SMD LED 19-218/BHC-ZL1M2QY/3T Datasheet - Blue - 5mA - 120° Viewing Angle - Technical Documentation

1. Product Overview

19-218/BHC-ZL1M2QY/3T is a Surface Mount Device (SMD) Light Emitting Diode (LED) designed specifically for modern compact electronic applications. This component represents a significant advancement over traditional lead-frame type LEDs, enabling a substantial reduction in the size of the end product. Its core value lies in enabling smaller Printed Circuit Board (PCB) designs, higher component assembly density, and reducing the overall size and weight of the device.

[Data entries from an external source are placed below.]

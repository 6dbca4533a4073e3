//! Wire types for the subset of the Language Server Protocol this crate applies.
//!
//! Field names follow the protocol's camelCase JSON. Only the shapes needed
//! to describe edits and file operations are modelled.

use crate::edit::EditError;
use crate::position::Range;
use indexmap::IndexMap;
use serde::{Deserialize, Serialize};

/// Document identifier as sent on the wire, normally a `file://` URI
pub type DocumentUri = String;

/// Replace the content spanned by `range` with `new_text`
#[derive(Debug, Clone, PartialEq, Eq, Serialize, Deserialize)]
#[serde(rename_all = "camelCase")]
pub struct TextEdit {
    pub range: Range,
    pub new_text: String,
}

impl TextEdit {
    pub fn new(range: Range, new_text: impl Into<String>) -> Self {
        Self {
            range,
            new_text: new_text.into(),
        }
    }
}

/// Text edit tagged with a change annotation
#[derive(Debug, Clone, PartialEq, Eq, Serialize, Deserialize)]
#[serde(rename_all = "camelCase")]
pub struct AnnotatedTextEdit {
    pub range: Range,
    pub new_text: String,
    pub annotation_id: String,
}

/// Snippet body of a [`SnippetTextEdit`]
#[derive(Debug, Clone, PartialEq, Eq, Serialize, Deserialize)]
pub struct StringValue {
    pub kind: String,
    pub value: String,
}

/// Interactive snippet insertion
#[derive(Debug, Clone, PartialEq, Eq, Serialize, Deserialize)]
#[serde(rename_all = "camelCase")]
pub struct SnippetTextEdit {
    pub range: Range,
    pub snippet: StringValue,
    #[serde(default, skip_serializing_if = "Option::is_none")]
    pub annotation_id: Option<String>,
}

/// One entry of `TextDocumentEdit::edits`
#[derive(Debug, Clone, PartialEq, Eq, Serialize, Deserialize)]
#[serde(untagged)]
pub enum DocumentEditEntry {
    Annotated(AnnotatedTextEdit),
    Snippet(SnippetTextEdit),
    Plain(TextEdit),
}

impl DocumentEditEntry {
    pub fn kind(&self) -> &'static str {
        match self {
            DocumentEditEntry::Annotated(_) => "annotated",
            DocumentEditEntry::Snippet(_) => "snippet",
            DocumentEditEntry::Plain(_) => "plain",
        }
    }

    /// Reduce the entry to a plain [`TextEdit`]
    ///
    /// Annotations are dropped. Snippets have no literal replacement text
    /// and are rejected.
    pub fn to_text_edit(&self, index: usize) -> Result<TextEdit, EditError> {
        match self {
            DocumentEditEntry::Plain(edit) => Ok(edit.clone()),
            DocumentEditEntry::Annotated(edit) => Ok(TextEdit::new(edit.range, edit.new_text.clone())),
            DocumentEditEntry::Snippet(_) => Err(EditError::UnsupportedEditKind {
                index,
                kind: self.kind(),
            }),
        }
    }
}

impl From<TextEdit> for DocumentEditEntry {
    fn from(edit: TextEdit) -> Self {
        DocumentEditEntry::Plain(edit)
    }
}

/// Normalize every entry of a text document edit, failing on the first bad one
pub fn normalize_edits(entries: &[DocumentEditEntry]) -> Result<Vec<TextEdit>, EditError> {
    entries
        .iter()
        .enumerate()
        .map(|(index, entry)| entry.to_text_edit(index))
        .collect()
}

#[derive(Debug, Clone, PartialEq, Eq, Serialize, Deserialize)]
pub struct OptionalVersionedTextDocumentIdentifier {
    pub uri: DocumentUri,
    #[serde(default)]
    pub version: Option<i32>,
}

/// Edits to one document
#[derive(Debug, Clone, PartialEq, Eq, Serialize, Deserialize)]
#[serde(rename_all = "camelCase")]
pub struct TextDocumentEdit {
    pub text_document: OptionalVersionedTextDocumentIdentifier,
    pub edits: Vec<DocumentEditEntry>,
}

#[derive(Debug, Clone, Copy, Default, PartialEq, Eq, Serialize, Deserialize)]
#[serde(default, rename_all = "camelCase")]
pub struct CreateFileOptions {
    /// Overwrite an existing file. Wins over `ignore_if_exists`
    pub overwrite: bool,
    pub ignore_if_exists: bool,
}

#[derive(Debug, Clone, PartialEq, Eq, Serialize, Deserialize)]
#[serde(rename_all = "camelCase")]
pub struct CreateFile {
    pub uri: DocumentUri,
    #[serde(default, skip_serializing_if = "Option::is_none")]
    pub options: Option<CreateFileOptions>,
    #[serde(default, skip_serializing_if = "Option::is_none")]
    pub annotation_id: Option<String>,
}

#[derive(Debug, Clone, Copy, Default, PartialEq, Eq, Serialize, Deserialize)]
#[serde(default, rename_all = "camelCase")]
pub struct RenameFileOptions {
    /// Overwrite an existing target. Wins over `ignore_if_exists`
    pub overwrite: bool,
    pub ignore_if_exists: bool,
}

#[derive(Debug, Clone, PartialEq, Eq, Serialize, Deserialize)]
#[serde(rename_all = "camelCase")]
pub struct RenameFile {
    pub old_uri: DocumentUri,
    pub new_uri: DocumentUri,
    #[serde(default, skip_serializing_if = "Option::is_none")]
    pub options: Option<RenameFileOptions>,
    #[serde(default, skip_serializing_if = "Option::is_none")]
    pub annotation_id: Option<String>,
}

#[derive(Debug, Clone, Copy, Default, PartialEq, Eq, Serialize, Deserialize)]
#[serde(default, rename_all = "camelCase")]
pub struct DeleteFileOptions {
    /// Delete directory content recursively
    pub recursive: bool,
    pub ignore_if_not_exists: bool,
}

#[derive(Debug, Clone, PartialEq, Eq, Serialize, Deserialize)]
#[serde(rename_all = "camelCase")]
pub struct DeleteFile {
    pub uri: DocumentUri,
    #[serde(default, skip_serializing_if = "Option::is_none")]
    pub options: Option<DeleteFileOptions>,
    #[serde(default, skip_serializing_if = "Option::is_none")]
    pub annotation_id: Option<String>,
}

/// One structured operation of a workspace edit
#[derive(Debug, Clone, PartialEq, Eq, Serialize, Deserialize)]
#[serde(from = "WireDocumentChange", into = "WireDocumentChange")]
pub enum DocumentChange {
    CreateFile(CreateFile),
    DeleteFile(DeleteFile),
    RenameFile(RenameFile),
    TextDocumentEdit(TextDocumentEdit),
}

// File operations carry a `kind` discriminator; text document edits carry none.
#[derive(Clone, Serialize, Deserialize)]
#[serde(tag = "kind", rename_all = "lowercase")]
enum ResourceOperation {
    Create(CreateFile),
    Rename(RenameFile),
    Delete(DeleteFile),
}

#[derive(Clone, Serialize, Deserialize)]
#[serde(untagged)]
enum WireDocumentChange {
    Resource(ResourceOperation),
    Edit(TextDocumentEdit),
}

impl From<WireDocumentChange> for DocumentChange {
    fn from(wire: WireDocumentChange) -> Self {
        match wire {
            WireDocumentChange::Resource(ResourceOperation::Create(op)) => {
                DocumentChange::CreateFile(op)
            }
            WireDocumentChange::Resource(ResourceOperation::Rename(op)) => {
                DocumentChange::RenameFile(op)
            }
            WireDocumentChange::Resource(ResourceOperation::Delete(op)) => {
                DocumentChange::DeleteFile(op)
            }
            WireDocumentChange::Edit(edit) => DocumentChange::TextDocumentEdit(edit),
        }
    }
}

impl From<DocumentChange> for WireDocumentChange {
    fn from(change: DocumentChange) -> Self {
        match change {
            DocumentChange::CreateFile(op) => {
                WireDocumentChange::Resource(ResourceOperation::Create(op))
            }
            DocumentChange::RenameFile(op) => {
                WireDocumentChange::Resource(ResourceOperation::Rename(op))
            }
            DocumentChange::DeleteFile(op) => {
                WireDocumentChange::Resource(ResourceOperation::Delete(op))
            }
            DocumentChange::TextDocumentEdit(edit) => WireDocumentChange::Edit(edit),
        }
    }
}

/// Batch of edits and file operations spanning one or more documents
///
/// `changes` keeps the order in which documents appear in the input.
#[derive(Debug, Clone, Default, PartialEq, Eq, Serialize, Deserialize)]
#[serde(rename_all = "camelCase")]
pub struct WorkspaceEdit {
    #[serde(default, skip_serializing_if = "IndexMap::is_empty")]
    pub changes: IndexMap<DocumentUri, Vec<TextEdit>>,
    #[serde(default, skip_serializing_if = "Vec::is_empty")]
    pub document_changes: Vec<DocumentChange>,
}

impl WorkspaceEdit {
    /// Total number of operations: one per `changes` document plus one per document change
    pub fn operation_count(&self) -> usize {
        self.changes.len() + self.document_changes.len()
    }

    pub fn is_empty(&self) -> bool {
        self.operation_count() == 0
    }
}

This makes it an ideal choice for applications where space and weight are critical limiting factors.

该 LED 为单色型，发射蓝光，采用环保材料制造。它完全符合主要的国际法规，包括欧盟的《有害物质限制指令》(RoHS)、《化学品注册、评估、授权和限制法规》(REACH) 以及无卤素要求 (Br <900 ppm, Cl <900 ppm, Br+Cl < 1500 ppm)。产品以卷带形式供货，兼容标准的自动化贴片组装设备，简化了大规模制造流程。

1.1 Core Advantages and Target Market

The primary advantage of this SMD LED stems from its miniature package and lightweight structure. By eliminating bulky leads, it enables more efficient utilization of PCB space. This directly translates into smaller end-product enclosures, lower material costs, and lighter end-user devices. The high assembly density achievable with SMD components is crucial for modern feature-rich electronic products.

The target applications for this LED are diverse, primarily focusing on indicator and backlighting functions. Key markets include automotive interiors (e.g., dashboard and switch backlighting), telecommunications equipment (e.g., status indicators and keypad backlighting in telephones and fax machines), and consumer electronics (e.g., flat backlighting for Liquid Crystal Displays (LCDs), switches, and symbols). Its versatility also makes it suitable for a wide range of other indicator applications in both industrial and consumer fields.

2. Absolute Maximum Ratings and Technical Parameters

Understanding absolute maximum ratings is crucial for ensuring reliable operation and preventing premature device failure. These ratings define the stress limits that could cause permanent damage.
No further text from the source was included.